Your task =
In the records that follow, count the lines where the string "WindowsScanner" appears, and give the count with nothing added.
════
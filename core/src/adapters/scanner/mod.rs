//! Connection table adapters.
//!
//! Platform-specific implementations of connection enumeration.

#[cfg(target_os = "macos")]
mod darwin;

#[cfg(target_os = "linux")]
mod linux;

#[cfg(target_os = "windows")]
mod windows;

mod utils;

use crate::domain::RawConnection;
use crate::error::Result;
use crate::ports::ConnectionTable;

/// The main connection scanner that uses platform-specific implementations.
pub struct PortScanner {
    #[cfg(target_os = "macos")]
    inner: darwin::DarwinScanner,

    #[cfg(target_os = "linux")]
    inner: linux::LinuxScanner,

    #[cfg(target_os = "windows")]
    inner: windows::WindowsScanner,
}

impl PortScanner {
    /// Create a new scanner for the current platform.
    pub fn new() -> Self {
        Self {
            #[cfg(target_os = "macos")]
            inner: darwin::DarwinScanner::new(),

            #[cfg(target_os = "linux")]
            inner: linux::LinuxScanner::new(),

            #[cfg(target_os = "windows")]
            inner: windows::WindowsScanner::new(),
        }
    }
}

impl Default for PortScanner {
    fn default() -> Self {
        Self::new()
    }
}

impl ConnectionTable for PortScanner {
    fn connections(&self) -> Result<Vec<RawConnection>> {
        self.inner.scan()
    }
}

/// Internal trait for platform-specific implementations.
trait Scanner: Send + Sync {
    fn scan(&self) -> Result<Vec<RawConnection>>;
}
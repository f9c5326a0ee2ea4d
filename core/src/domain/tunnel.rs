//! SSH tunnel definitions and status.

use serde::{Deserialize, Serialize};

use crate::error::{Error, Result};

/// Runtime status of a tunnel.
#[derive(Debug, Clone, Copy, PartialEq, Eq, Hash, Serialize, Deserialize)]
#[serde(rename_all = "lowercase")]
pub enum TunnelStatus {
    Stopped,
    /// Reserved for front-ends that show a pending start; never returned by the supervisor.
    Starting,
    Running,
    /// The subprocess exited on its own. Reported once, then the tunnel reads as stopped.
    Error,
}

impl TunnelStatus {
    pub fn as_str(&self) -> &'static str {
        match self {
            TunnelStatus::Stopped => "stopped",
            TunnelStatus::Starting => "starting",
            TunnelStatus::Running => "running",
            TunnelStatus::Error => "error",
        }
    }
}

impl std::fmt::Display for TunnelStatus {
    fn fmt(&self, f: &mut std::fmt::Formatter<'_>) -> std::fmt::Result {
        f.write_str(self.as_str())
    }
}

/// Persisted description of an SSH local port-forward.
///
/// The JSON field names are the on-disk format of `tunnels.json`.
#[derive(Debug, Clone, PartialEq, Eq, Serialize, Deserialize)]
pub struct TunnelDefinition {
    /// Unique key within the definition set.
    pub name: String,
    pub remote_user: String,
    pub remote_host: String,
    pub local_port: u16,
    pub remote_port: u16,
    /// Set when the tunnel was last started and not explicitly stopped since.
    #[serde(default)]
    pub enabled: bool,
    /// Path to an identity file passed to `ssh -i`.
    #[serde(default)]
    pub ssh_key: Option<String>,
}

impl TunnelDefinition {
    pub fn new(
        name: impl Into<String>,
        remote_user: impl Into<String>,
        remote_host: impl Into<String>,
        local_port: u16,
        remote_port: u16,
    ) -> Self {
        Self {
            name: name.into(),
            remote_user: remote_user.into(),
            remote_host: remote_host.into(),
            local_port,
            remote_port,
            enabled: false,
            ssh_key: None,
        }
    }

    pub fn with_key(mut self, path: impl Into<String>) -> Self {
        self.ssh_key = Some(path.into());
        self
    }

    /// `user@host` destination.
    pub fn destination(&self) -> String {
        format!("{}@{}", self.remote_user, self.remote_host)
    }

    /// Check the fields that end up on the ssh command line.
    pub fn validate(&self) -> Result<()> {
        if self.name.trim().is_empty() {
            return Err(Error::InvalidTunnel("name must not be empty".to_string()));
        }
        check_ssh_word("remote_user", &self.remote_user)?;
        check_ssh_word("remote_host", &self.remote_host)?;
        if self.local_port == 0 {
            return Err(Error::InvalidTunnel("local_port must be 1-65535".to_string()));
        }
        if self.remote_port == 0 {
            return Err(Error::InvalidTunnel("remote_port must be 1-65535".to_string()));
        }
        if matches!(self.ssh_key.as_deref(), Some(k) if k.trim().is_empty()) {
            return Err(Error::InvalidTunnel("ssh_key must not be blank".to_string()));
        }
        Ok(())
    }

    /// Argument vector for the local port-forward, without the program name.
    ///
    /// `-N -L <local>:localhost:<remote> [-i <key>] <user>@<host>`
    pub fn ssh_args(&self) -> Vec<String> {
        let mut args = vec![
            "-N".to_string(),
            "-L".to_string(),
            format!("{}:localhost:{}", self.local_port, self.remote_port),
        ];

        if let Some(key) = &self.ssh_key {
            args.push("-i".to_string());
            args.push(key.clone());
        }

        args.push(self.destination());
        args
    }

    /// Full command line including the ssh program.
    pub fn ssh_command(&self, program: &str) -> Vec<String> {
        let mut cmd = vec![program.to_string()];
        cmd.extend(self.ssh_args());
        cmd
    }
}

// user and host become a single argv word; a leading '-' would be read as an option
fn check_ssh_word(field: &str, value: &str) -> Result<()> {
    if value.is_empty() {
        return Err(Error::InvalidTunnel(format!("{} must not be empty", field)));
    }
    if value.starts_with('-') {
        return Err(Error::InvalidTunnel(format!("{} must not start with '-'", field)));
    }
    if value.chars().any(|c| c.is_whitespace() || c == '@') {
        return Err(Error::InvalidTunnel(format!(
            "{} must not contain whitespace or '@'",
            field
        )));
    }
    Ok(())
}

#[cfg(test)]
mod tests {
    use super::*;

    fn sample() -> TunnelDefinition {
        TunnelDefinition::new("test-tunnel", "testuser", "example.com", 8080, 80)
    }

    #[test]
    fn test_ssh_command() {
        let cmd = sample().ssh_command("ssh");
        assert_eq!(
            cmd,
            vec!["ssh", "-N", "-L", "8080:localhost:80", "testuser@example.com"]
        );
    }

    #[test]
    fn test_ssh_command_with_key() {
        let cmd = sample().with_key("/home/u/.ssh/id_ed25519").ssh_command("ssh");
        assert_eq!(cmd[4], "-i");
        assert_eq!(cmd[5], "/home/u/.ssh/id_ed25519");
        assert_eq!(cmd.last().unwrap(), "testuser@example.com");
    }

    #[test]
    fn test_json_field_names() {
        let json = serde_json::to_value(sample()).unwrap();
        assert_eq!(json["name"], "test-tunnel");
        assert_eq!(json["remote_user"], "testuser");
        assert_eq!(json["local_port"], 8080);
        assert_eq!(json["enabled"], false);
        assert!(json["ssh_key"].is_null());
    }

    #[test]
    fn test_missing_optional_fields_default() {
        let def: TunnelDefinition = serde_json::from_str(
            r#"{"name":"t","remote_user":"u","remote_host":"h","local_port":1,"remote_port":2}"#,
        )
        .unwrap();
        assert!(!def.enabled);
        assert!(def.ssh_key.is_none());
    }

    #[test]
    fn test_validate() {
        assert!(sample().validate().is_ok());

        let mut bad = sample();
        bad.remote_host = "-oProxyCommand=evil".to_string();
        assert!(matches!(bad.validate(), Err(Error::InvalidTunnel(_))));

        let mut bad = sample();
        bad.local_port = 0;
        assert!(bad.validate().is_err());

        let mut bad = sample();
        bad.remote_user = "a b".to_string();
        assert!(bad.validate().is_err());

        let mut bad = sample();
        bad.name = "  ".to_string();
        assert!(bad.validate().is_err());
    }

    #[test]
    fn test_status_display() {
        assert_eq!(TunnelStatus::Running.to_string(), "running");
        assert_eq!(
            serde_json::to_string(&TunnelStatus::Error).unwrap(),
            "\"error\""
        );
    }
}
════
Written answer =
2